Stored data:
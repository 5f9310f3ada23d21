// Licensed to the Apache Software Foundation (ASF) under one
// or more contributor license agreements.  See the NOTICE file
// distributed with this work for additional information
// regarding copyright ownership.  The ASF licenses this file
// to you under the Apache License, Version 2.0 (the
// "License"); you may not use this file except in compliance
// with the License.  You may obtain a copy of the License at
//
//   http://www.apache.org/licenses/LICENSE-2.0
//
// Unless required by applicable law or agreed to in writing,
// software distributed under the License is distributed on an
// "AS IS" BASIS, WITHOUT WARRANTIES OR CONDITIONS OF ANY
// KIND, either express or implied.  See the License for the
// specific language governing permissions and limitations
// under the License.

use crate::constants::*;
use crate::region::Environment;
use agcod_core::utils::Redact;
use agcod_core::{Context, Result};
use std::fmt::{Debug, Formatter};

/// Config for the gift card client.
#[derive(Clone, Default)]
pub struct Config {
    /// Partner id assigned by Amazon, prefix of every creation request id.
    pub partner_id: Option<String>,
    /// Access key id of the partner's AGCOD credentials.
    pub access_key_id: Option<String>,
    /// Secret access key of the partner's AGCOD credentials.
    pub secret_access_key: Option<String>,
    /// Target deployment, defaults to sandbox.
    pub environment: Option<Environment>,
}

impl Debug for Config {
    fn fmt(&self, f: &mut Formatter<'_>) -> std::fmt::Result {
        f.debug_struct("Config")
            .field("partner_id", &self.partner_id)
            .field("access_key_id", &Redact::from(&self.access_key_id))
            .field("secret_access_key", &Redact::from(&self.secret_access_key))
            .field("environment", &self.environment)
            .finish()
    }
}

impl Config {
    /// Load config from environment variables.
    ///
    /// - `AGCOD_PARTNER_ID`
    /// - `AGCOD_ACCESS_KEY_ID`
    /// - `AGCOD_SECRET_ACCESS_KEY`
    /// - `AGCOD_ENVIRONMENT`: `sandbox` or `production`
    ///
    /// Fails if `AGCOD_ENVIRONMENT` holds anything else.
    pub fn from_env(ctx: &Context) -> Result<Self> {
        let environment = ctx
            .env_var(AGCOD_ENVIRONMENT)
            .map(|v| v.parse::<Environment>())
            .transpose()?;

        Ok(Self {
            partner_id: ctx.env_var(AGCOD_PARTNER_ID),
            access_key_id: ctx.env_var(AGCOD_ACCESS_KEY_ID),
            secret_access_key: ctx.env_var(AGCOD_SECRET_ACCESS_KEY),
            environment,
        })
    }

    /// Set the partner id.
    pub fn with_partner_id(mut self, partner_id: &str) -> Self {
        self.partner_id = Some(partner_id.to_string());
        self
    }

    /// Set the static key pair.
    pub fn with_credential(mut self, access_key_id: &str, secret_access_key: &str) -> Self {
        self.access_key_id = Some(access_key_id.to_string());
        self.secret_access_key = Some(secret_access_key.to_string());
        self
    }

    /// Set the target deployment.
    pub fn with_environment(mut self, environment: Environment) -> Self {
        self.environment = Some(environment);
        self
    }
}
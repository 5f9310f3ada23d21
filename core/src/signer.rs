// Licensed to the Apache Software Foundation (ASF) under one
// or more contributor license agreements.  See the NOTICE file
// distributed with this work for additional information
// regarding copyright ownership.  The ASF licenses this file
// to you under the Apache License, Version 2.0 (the
// "License"); you may not use this file except in compliance
// with the License.  You may obtain a copy of the License at
//
//   http://www.apache.org/licenses/LICENSE-2.0
//
// Unless required by applicable law or agreed to in writing,
// software distributed under the License is distributed on an
// "AS IS" BASIS, WITHOUT WARRANTIES OR CONDITIONS OF ANY
// KIND, either express or implied.  See the License for the
// specific language governing permissions and limitations
// under the License.

use crate::{Context, ProvideCredential, SignRequest, SigningCredential};
use crate::Result;
use bytes::Bytes;
use log::debug;
use std::sync::{Arc, Mutex, PoisonError};

/// Signer is the main struct used to sign the request.
///
/// It caches the credential returned by its provider and only asks the
/// provider again once the cached one is no longer valid.
#[derive(Clone, Debug)]
pub struct Signer<K: SigningCredential> {
    ctx: Context,
    provider: Arc<dyn ProvideCredential<Credential = K>>,
    builder: Arc<dyn SignRequest<Credential = K>>,
    credential: Arc<Mutex<Option<K>>>,
}

impl<K: SigningCredential> Signer<K> {
    /// Create a new signer.
    pub fn new(
        ctx: Context,
        provider: impl ProvideCredential<Credential = K>,
        builder: impl SignRequest<Credential = K>,
    ) -> Self {
        Self {
            ctx,

            provider: Arc::new(provider),
            builder: Arc::new(builder),
            credential: Arc::new(Mutex::new(None)),
        }
    }

    /// Replace the credential provider and drop any cached credential.
    pub fn with_credential_provider(
        mut self,
        provider: impl ProvideCredential<Credential = K>,
    ) -> Self {
        self.provider = Arc::new(provider);
        self.credential = Arc::new(Mutex::new(None));
        self
    }

    /// Signing request.
    pub async fn sign(&self, req: &mut http::Request<Bytes>, region: &str) -> Result<()> {
        let credential = self.cached();
        let credential = if credential.is_valid() {
            credential
        } else {
            debug!("cached credential is absent or expired, loading a new one");
            let loaded = self.provider.provide_credential(&self.ctx).await?;
            *self
                .credential
                .lock()
                .unwrap_or_else(PoisonError::into_inner) = loaded.clone();
            loaded
        };

        self.builder
            .sign_request(&self.ctx, req, region, credential.as_ref())
            .await
    }

    fn cached(&self) -> Option<K> {
        self.credential
            .lock()
            .unwrap_or_else(PoisonError::into_inner)
            .clone()
    }
}
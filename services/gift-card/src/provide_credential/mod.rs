// Licensed to the Apache Software Foundation (ASF) under one
// or more contributor license agreements.  See the NOTICE file
// distributed with this work for additional information
// regarding copyright ownership.  The ASF licenses this file
// to you under the Apache License, Version 2.0 (the
// "License"); you may not use this file except in compliance
// with the License.  You may obtain a copy of the License at
//
//   http://www.apache.org/licenses/LICENSE-2.0
//
// Unless required by applicable law or agreed to in writing,
// software distributed under the License is distributed on an
// "AS IS" BASIS, WITHOUT WARRANTIES OR CONDITIONS OF ANY
// KIND, either express or implied.  See the License for the
// specific language governing permissions and limitations
// under the License.


mod chain;
pub use chain::ProvideCredentialChain;

mod config;
pub use config::ConfigCredentialProvider;

mod default;
pub use default::DefaultCredentialProvider;

mod env;
pub use env::EnvCredentialProvider;

mod r#static;
pub use r#static::StaticCredentialProvider;
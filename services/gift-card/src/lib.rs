// Licensed to the Apache Software Foundation (ASF) under one
// or more contributor license agreements.  See the NOTICE file
// distributed with this work for additional information
// regarding copyright ownership.  The ASF licenses this file
// to you under the Apache License, Version 2.0 (the
// "License"); you may not use this file except in compliance
// with the License.  You may obtain a copy of the License at
//
//   http://www.apache.org/licenses/LICENSE-2.0
//
// Unless required by applicable law or agreed to in writing,
// software distributed under the License is distributed on an
// "AS IS" BASIS, WITHOUT WARRANTIES OR CONDITIONS OF ANY
// KIND, either express or implied.  See the License for the
// specific language governing permissions and limitations
// under the License.

//! Amazon Gift Card Incentives (AGCOD) client.
//!
//! This crate issues and cancels Amazon gift cards. It resolves the
//! marketplace endpoint, builds the JSON body, signs it with AWS SigV4 and
//! decodes the answer.
//!
//! ## Example
//!
//! ```no_run
//! use agcod_core::{Context, OsEnv, Result};
//! use agcod_gift_card::{Config, GiftCardClient};
//! use agcod_http_send_reqwest::ReqwestHttpSend;
//! use rust_decimal::Decimal;
//!
//! # async fn example() -> Result<()> {
//! let ctx = Context::new()
//!     .with_http_send(ReqwestHttpSend::default())
//!     .with_env(OsEnv);
//! let config = Config::from_env(&ctx)?;
//! let client = GiftCardClient::new(ctx, config)?;
//!
//! // Keep the creation request id, it is the only way to cancel the card.
//! let req = client.build_create_request(Decimal::new(2500, 2), "USD")?;
//! let card = client.send_create_request("NA", &req).await?;
//! println!("claim code: {}", card.gc_claim_code);
//!
//! client
//!     .cancel_gift_card("NA", client.partner_id(), req.creation_request_id())
//!     .await?;
//! # Ok(())
//! # }
//! ```

#![warn(missing_docs)]

mod constants;

mod build;
pub use build::{build_cancel_request, build_create_request};

mod client;
pub use client::GiftCardClient;

mod config;
pub use config::Config;

mod credential;
pub use credential::Credential;

mod decode;
pub use decode::decode;

mod model;
pub use model::{
    Action, CancelGiftCardRequest, CancelGiftCardResponse, CardInfo, GiftCardRequest,
    GiftCardResponse, Money,
};

mod provide_credential;
pub use provide_credential::*;

mod region;
pub use region::{resolve, Endpoint, Environment, Region};

mod request_id;
pub use request_id::{GenerateRequestId, RandomRequestId, SequentialRequestId, SUFFIX_LEN};

mod sign_request;
pub use sign_request::RequestSigner;
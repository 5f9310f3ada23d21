// Licensed to the Apache Software Foundation (ASF) under one
// or more contributor license agreements.  See the NOTICE file
// distributed with this work for additional information
// regarding copyright ownership.  The ASF licenses this file
// to you under the Apache License, Version 2.0 (the
// "License"); you may not use this file except in compliance
// with the License.  You may obtain a copy of the License at
//
//   http://www.apache.org/licenses/LICENSE-2.0
//
// Unless required by applicable law or agreed to in writing,
// software distributed under the License is distributed on an
// "AS IS" BASIS, WITHOUT WARRANTIES OR CONDITIONS OF ANY
// KIND, either express or implied.  See the License for the
// specific language governing permissions and limitations
// under the License.

//! Issue and cancel Amazon gift cards through the AGCOD Incentives API.
//!
//! This crate bundles [`agcod_core`] with the gift card client and a ready
//! made [`Context`].
//!
//! ```no_run
//! # async fn example() -> agcod::Result<()> {
//! use rust_decimal::Decimal;
//!
//! // Reads AGCOD_PARTNER_ID, AGCOD_ACCESS_KEY_ID, AGCOD_SECRET_ACCESS_KEY
//! // and AGCOD_ENVIRONMENT.
//! let client = agcod::gift_card::default_client()?;
//!
//! let card = client
//!     .create_gift_card("NA", Decimal::new(2500, 2), "USD")
//!     .await?;
//! println!("{}", card.gc_claim_code);
//! # Ok(())
//! # }
//! ```

#![cfg_attr(docsrs, feature(doc_auto_cfg))]

pub use agcod_core::*;

#[cfg(feature = "default-context")]
mod context;
#[cfg(feature = "default-context")]
pub use context::default_context;

#[cfg(feature = "gift-card")]
pub mod gift_card;
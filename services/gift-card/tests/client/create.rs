// Licensed to the Apache Software Foundation (ASF) under one
// or more contributor license agreements.  See the NOTICE file
// distributed with this work for additional information
// regarding copyright ownership.  The ASF licenses this file
// to you under the Apache License, Version 2.0 (the
// "License"); you may not use this file except in compliance
// with the License.  You may obtain a copy of the License at
//
//   http://www.apache.org/licenses/LICENSE-2.0
//
// Unless required by applicable law or agreed to in writing,
// software distributed under the License is distributed on an
// "AS IS" BASIS, WITHOUT WARRANTIES OR CONDITIONS OF ANY
// KIND, either express or implied.  See the License for the
// specific language governing permissions and limitations
// under the License.

use super::*;
use agcod_core::ErrorKind;
use agcod_gift_card::Environment;
use pretty_assertions::assert_eq;
use rust_decimal::Decimal;
use test_case::test_case;

#[tokio::test]
async fn test_create_gift_card() -> Result<()> {
    let http = RecordingHttpSend::new(200, CREATE_RESPONSE);
    let client = init_client(&http);

    let resp = client
        .create_gift_card("NA", Decimal::new(25, 0), "USD")
        .await?;
    assert_eq!(resp.status, "SUCCESS");
    assert_eq!(resp.gc_claim_code, "ABCD-EFGHIJ-KLMN");
    assert_eq!(resp.card_info.value.amount, Decimal::new(25, 0));

    let requests = http.requests();
    assert_eq!(requests.len(), 1);
    let (parts, body) = &requests[0];

    assert_eq!(parts.method, http::Method::POST);
    assert_eq!(
        parts.uri.to_string(),
        "https://agcod-v2-gamma.amazon.com/CreateGiftCard"
    );
    assert_eq!(parts.headers["host"], "agcod-v2-gamma.amazon.com");
    assert_eq!(parts.headers["content-type"], "application/json");
    assert_eq!(parts.headers["accept"], "application/json");
    assert_eq!(
        parts.headers["x-amz-target"],
        "com.amazonaws.agcod.AGCODService.CreateGiftCard"
    );
    assert!(parts.headers.contains_key("x-amz-date"));

    let authorization = parts.headers["authorization"].to_str().unwrap();
    assert!(
        authorization.starts_with("AWS4-HMAC-SHA256 Credential=AKIDEXAMPLE/"),
        "unexpected authorization: {authorization}"
    );
    assert!(authorization.contains("/us-east-1/AGCODService/aws4_request"));

    let body: serde_json::Value = serde_json::from_slice(body).unwrap();
    assert_eq!(
        body,
        serde_json::json!({
            "creationRequestId": "AcmeJJHY0000000001",
            "partnerId": "Acme",
            "value": {"amount": 25.0, "currencyCode": "USD"},
        })
    );
    Ok(())
}

#[test_case("EU", Environment::Sandbox, "https://agcod-v2-eu-gamma.amazon.com/CreateGiftCard", "eu-west-1")]
#[test_case("FE", Environment::Production, "https://agcod-v2-fe.amazon.com/CreateGiftCard", "us-west-2")]
#[test_case("CANADA", Environment::Production, "https://agcod-v2-gamma.amazon.com/CreateGiftCard", "us-east-1")]
#[tokio::test]
async fn test_create_gift_card_endpoint(
    region: &str,
    environment: Environment,
    url: &str,
    signing_region: &str,
) -> Result<()> {
    let http = RecordingHttpSend::new(200, CREATE_RESPONSE);
    let ctx = Context::new().with_http_send(http.clone());
    let config = Config::default()
        .with_partner_id(PARTNER_ID)
        .with_credential("AKIDEXAMPLE", "wJalrXUtnFEMI/K7MDENG+bPxRfiCYEXAMPLEKEY")
        .with_environment(environment);
    let client = GiftCardClient::new(ctx, config)?;

    client
        .create_gift_card(region, Decimal::new(10, 0), "EUR")
        .await?;

    let requests = http.requests();
    let (parts, _) = &requests[0];
    assert_eq!(parts.uri.to_string(), url);
    assert!(parts.headers["authorization"]
        .to_str()
        .unwrap()
        .contains(&format!("/{signing_region}/AGCODService/")));
    Ok(())
}

#[tokio::test]
async fn test_create_gift_card_unsupported_region_sends_nothing() {
    let http = RecordingHttpSend::new(200, CREATE_RESPONSE);
    let client = init_client(&http);

    let err = client
        .create_gift_card("XX", Decimal::new(10, 0), "USD")
        .await
        .expect_err("XX must be rejected");

    assert_eq!(err.kind(), ErrorKind::UnsupportedRegion);
    assert!(http.requests().is_empty());
}

#[tokio::test]
async fn test_create_gift_card_invalid_amount_sends_nothing() {
    let http = RecordingHttpSend::new(200, CREATE_RESPONSE);
    let client = init_client(&http);

    let err = client
        .create_gift_card("NA", Decimal::ZERO, "USD")
        .await
        .expect_err("zero amount must be rejected");

    assert_eq!(err.kind(), ErrorKind::RequestInvalid);
    assert!(http.requests().is_empty());
}

#[tokio::test]
async fn test_create_gift_card_upstream_error() {
    let body = r#"{"errorCode":"F100","errorType":"SystemTemporarilyUnavailable","message":"Internal error"}"#;
    let http = RecordingHttpSend::new(500, body);
    let client = init_client(&http);

    let err = client
        .create_gift_card("NA", Decimal::new(10, 0), "USD")
        .await
        .expect_err("500 must fail");

    assert_eq!(err.kind(), ErrorKind::Upstream);
    assert_eq!(err.status(), Some(http::StatusCode::INTERNAL_SERVER_ERROR));
    assert_eq!(err.body(), Some(body));
    assert!(!err.is_retryable());
    assert_eq!(http.requests().len(), 1);
}

#[tokio::test]
async fn test_create_gift_card_malformed_response() {
    let http = RecordingHttpSend::new(200, "<html>oops</html>");
    let client = init_client(&http);

    let err = client
        .create_gift_card("NA", Decimal::new(10, 0), "USD")
        .await
        .expect_err("html must not decode");

    assert_eq!(err.kind(), ErrorKind::MalformedResponse);
}

#[tokio::test]
async fn test_create_gift_card_without_credential_sends_nothing() {
    let http = RecordingHttpSend::new(200, CREATE_RESPONSE);
    let ctx = Context::new().with_http_send(http.clone());
    let client = GiftCardClient::new(ctx, Config::default().with_partner_id(PARTNER_ID))
        .expect("client must be created");

    let err = client
        .create_gift_card("NA", Decimal::new(10, 0), "USD")
        .await
        .expect_err("unsigned request must not be sent");

    assert_eq!(err.kind(), ErrorKind::Signing);
    assert!(http.requests().is_empty());
}

#[tokio::test]
async fn test_build_then_send_keeps_creation_request_id() -> Result<()> {
    let http = RecordingHttpSend::new(200, CREATE_RESPONSE);
    let client = init_client(&http);

    let req = client.build_create_request(Decimal::new(2500, 2), "USD")?;
    assert_eq!(req.creation_request_id(), "AcmeJJHY0000000001");

    client.send_create_request("NA", &req).await?;

    let requests = http.requests();
    let body: serde_json::Value = serde_json::from_slice(&requests[0].1).unwrap();
    assert_eq!(body["creationRequestId"], req.creation_request_id());
    Ok(())
}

*Prompt*
Look through the data above. Each line containing the word "PoisonError" needs to be copied.

*Answer to the exercise*
use std::sync::{Arc, Mutex, PoisonError};
                .unwrap_or_else(PoisonError::into_inner) = loaded.clone();
            .unwrap_or_else(PoisonError::into_inner)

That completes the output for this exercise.